Die heutigen Tierfabriken verwerten alles — und dabei hinterlassen sie schwere Folgen für die Natur, für die noch Generationen nach uns werden zahlen müssen. Die tierische Landwirtschaft ist eine der größten Wasserverbraucher. Alleine in den USA produzieren die Tiere, die für den menschlichen Verzehr gezüchtet werden, 130 mal mehr Exkremente als die ganze Weltbevölkerung: 39.000 kg pro Sekunde. Die Fleischsucht unseres Landes vergiftet und erschöpft langsam Land, Wasser und Luft.
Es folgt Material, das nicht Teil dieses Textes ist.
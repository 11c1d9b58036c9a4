#![forbid(unsafe_code)]

//! Conversion of untyped values into the four native column element types.

use std::fmt;
use std::sync::Arc;

use crate::bitmap::BitVec;
use crate::chunk::ChunkData;
use crate::types::{ColumnType, Value};

const TRUE_SPELLINGS: [&str; 6] = ["true", "t", "1", "1.0", "yes", "y"];
const FALSE_SPELLINGS: [&str; 6] = ["false", "f", "0", "0.0", "no", "n"];

/// Parse one of the accepted boolean spellings, ignoring case and surrounding whitespace.
pub(crate) fn parse_bool(s: &str) -> Option<bool> {
    let lowered = s.trim().to_ascii_lowercase();
    if TRUE_SPELLINGS.contains(&lowered.as_str()) {
        Some(true)
    } else if FALSE_SPELLINGS.contains(&lowered.as_str()) {
        Some(false)
    } else {
        None
    }
}

/// Text form of a float; infinities carry an explicit sign (`+Inf`, `-Inf`).
fn float_to_text(v: f64) -> Arc<str> {
    if v.is_infinite() {
        Arc::from(if v > 0.0 { "+Inf" } else { "-Inf" })
    } else {
        Arc::from(v.to_string())
    }
}

mod sealed {
    pub trait Sealed {}

    impl Sealed for std::sync::Arc<str> {}
    impl Sealed for f64 {}
    impl Sealed for bool {}
    impl Sealed for i64 {}
}

/// A native element type of a column.
///
/// Implemented by exactly `Arc<str>`, `f64`, `bool` and `i64`, one per [`ColumnType`].
pub trait Primitive: Clone + PartialEq + fmt::Debug + Send + Sync + 'static + sealed::Sealed {
    const COLUMN_TYPE: ColumnType;

    /// The value stored in null slots.
    fn zero() -> Self;

    /// Convert an untyped value, returning `None` when no conversion applies.
    fn from_value(value: &Value) -> Option<Self>;

    fn into_value(self) -> Value;

    /// Build chunk storage from native values.
    fn into_data(values: Vec<Self>) -> ChunkData;

    /// Read the element at `index`, or `None` when `data` holds another type.
    fn get(data: &ChunkData, index: usize) -> Option<Self>;
}

impl Primitive for Arc<str> {
    const COLUMN_TYPE: ColumnType = ColumnType::String;

    fn zero() -> Self {
        Arc::from("")
    }

    fn from_value(value: &Value) -> Option<Self> {
        match value {
            Value::String(s) => Some(s.clone()),
            Value::Boolean(v) => Some(Arc::from(if *v { "true" } else { "false" })),
            Value::Int64(v) => Some(Arc::from(v.to_string())),
            Value::Float64(v) => Some(float_to_text(*v)),
            Value::Null => None,
            Value::Optional(inner) => inner.as_deref().and_then(Self::from_value),
        }
    }

    fn into_value(self) -> Value {
        Value::String(self)
    }

    fn into_data(values: Vec<Self>) -> ChunkData {
        ChunkData::String(values)
    }

    fn get(data: &ChunkData, index: usize) -> Option<Self> {
        match data {
            ChunkData::String(values) => values.get(index).cloned(),
            _ => None,
        }
    }
}

impl Primitive for f64 {
    const COLUMN_TYPE: ColumnType = ColumnType::Float64;

    fn zero() -> Self {
        0.0
    }

    fn from_value(value: &Value) -> Option<Self> {
        match value {
            Value::Float64(v) => Some(*v),
            Value::Int64(v) => Some(*v as f64),
            Value::Boolean(v) => Some(if *v { 1.0 } else { 0.0 }),
            Value::String(s) => s.parse().ok(),
            Value::Null => None,
            Value::Optional(inner) => inner.as_deref().and_then(Self::from_value),
        }
    }

    fn into_value(self) -> Value {
        Value::Float64(self)
    }

    fn into_data(values: Vec<Self>) -> ChunkData {
        ChunkData::Float64(values)
    }

    fn get(data: &ChunkData, index: usize) -> Option<Self> {
        match data {
            ChunkData::Float64(values) => values.get(index).copied(),
            _ => None,
        }
    }
}

impl Primitive for bool {
    const COLUMN_TYPE: ColumnType = ColumnType::Boolean;

    fn zero() -> Self {
        false
    }

    fn from_value(value: &Value) -> Option<Self> {
        match value {
            Value::Boolean(v) => Some(*v),
            Value::Int64(v) => Some(*v != 0),
            Value::String(s) => parse_bool(s),
            Value::Float64(_) | Value::Null => None,
            Value::Optional(inner) => inner.as_deref().and_then(Self::from_value),
        }
    }

    fn into_value(self) -> Value {
        Value::Boolean(self)
    }

    fn into_data(values: Vec<Self>) -> ChunkData {
        ChunkData::Boolean(values.into_iter().collect())
    }

    fn get(data: &ChunkData, index: usize) -> Option<Self> {
        match data {
            ChunkData::Boolean(bits) if index < bits.len() => Some(bits.get(index)),
            _ => None,
        }
    }
}

impl Primitive for i64 {
    const COLUMN_TYPE: ColumnType = ColumnType::Int64;

    fn zero() -> Self {
        0
    }

    fn from_value(value: &Value) -> Option<Self> {
        match value {
            Value::Int64(v) => Some(*v),
            Value::Boolean(v) => Some(i64::from(*v)),
            Value::String(s) => s.parse().ok(),
            Value::Float64(_) | Value::Null => None,
            Value::Optional(inner) => inner.as_deref().and_then(Self::from_value),
        }
    }

    fn into_value(self) -> Value {
        Value::Int64(self)
    }

    fn into_data(values: Vec<Self>) -> ChunkData {
        ChunkData::Int64(values)
    }

    fn get(data: &ChunkData, index: usize) -> Option<Self> {
        match data {
            ChunkData::Int64(values) => values.get(index).copied(),
            _ => None,
        }
    }
}

/// Convert one value to `T`.
///
/// `None` means the conversion does not apply (unsupported pair, parse failure or null);
/// callers that need a placeholder use [`Primitive::zero`].
pub fn convert<T: Primitive>(value: &Value) -> Option<T> {
    T::from_value(value)
}

/// Cast a batch element-wise to `T`.
///
/// Elements already marked invalid in `validity` are skipped. Elements that fail to convert
/// become nulls; the batch as a whole never fails.
pub fn cast_values<T: Primitive>(values: &[Value], validity: Option<&[bool]>) -> (Vec<T>, BitVec) {
    let mut out = Vec::with_capacity(values.len());
    let mut out_validity = BitVec::with_capacity_bits(values.len());
    let mut degraded = 0usize;

    for (idx, value) in values.iter().enumerate() {
        let input_valid = validity.and_then(|v| v.get(idx).copied()).unwrap_or(true);
        if !input_valid {
            out.push(T::zero());
            out_validity.push(false);
            continue;
        }

        match T::from_value(value) {
            Some(v) => {
                out.push(v);
                out_validity.push(true);
            }
            None => {
                if !value.is_null() {
                    degraded += 1;
                }
                out.push(T::zero());
                out_validity.push(false);
            }
        }
    }

    if degraded > 0 {
        log::debug!(
            "{degraded} of {} values could not be converted to {}; stored as null",
            values.len(),
            T::COLUMN_TYPE
        );
    }

    (out, out_validity)
}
Die beiden einzigen Forscher, die erfolgreich die mit Abstand häufigste Todesursache in Amerika, nämlich Erkrankungen des Herzens, rückgängig gemacht haben, schreiben in ihren Programmen eine ausschließlich vegetarische Ernährung vor. In den Programmen von Dr. Dean Ornish und Dr. Caldwell Esselstyn werden die Patienten „herzinfarktresistent“ (Zitat Dr. Esselstyn, in der Ausgabe August 1999 des American Journal of Cardiology), indem ihr Cholesterinspiegel auf unter 150 abgesenkt wird (der durchschnittliche Cholesterinspiegel beträgt 128), ein Wert, bei dem noch nie ein Todesfall durch Herzinfarkt dokumentiert wurde. Menschen, die tierische Produkte konsumieren, tragen außerdem ein 40 Prozent höheres Risiko, an Krebs zu erkranken sowie ein erhöhtes Risiko für viele weitere Krankheiten einschließlich Schlaganfall, Fettleibigkeit, Blinddarmentzündung, Osteoporose, Arthritis, Diabetes und Lebensmittelvergiftung. Hinzu kommt, dass Fleisch Ansammlungen von Pestiziden und anderen Chemikalien enthält, die bis zu 14 mal konzentrierter sind als in pflanzlichen Lebensmitteln.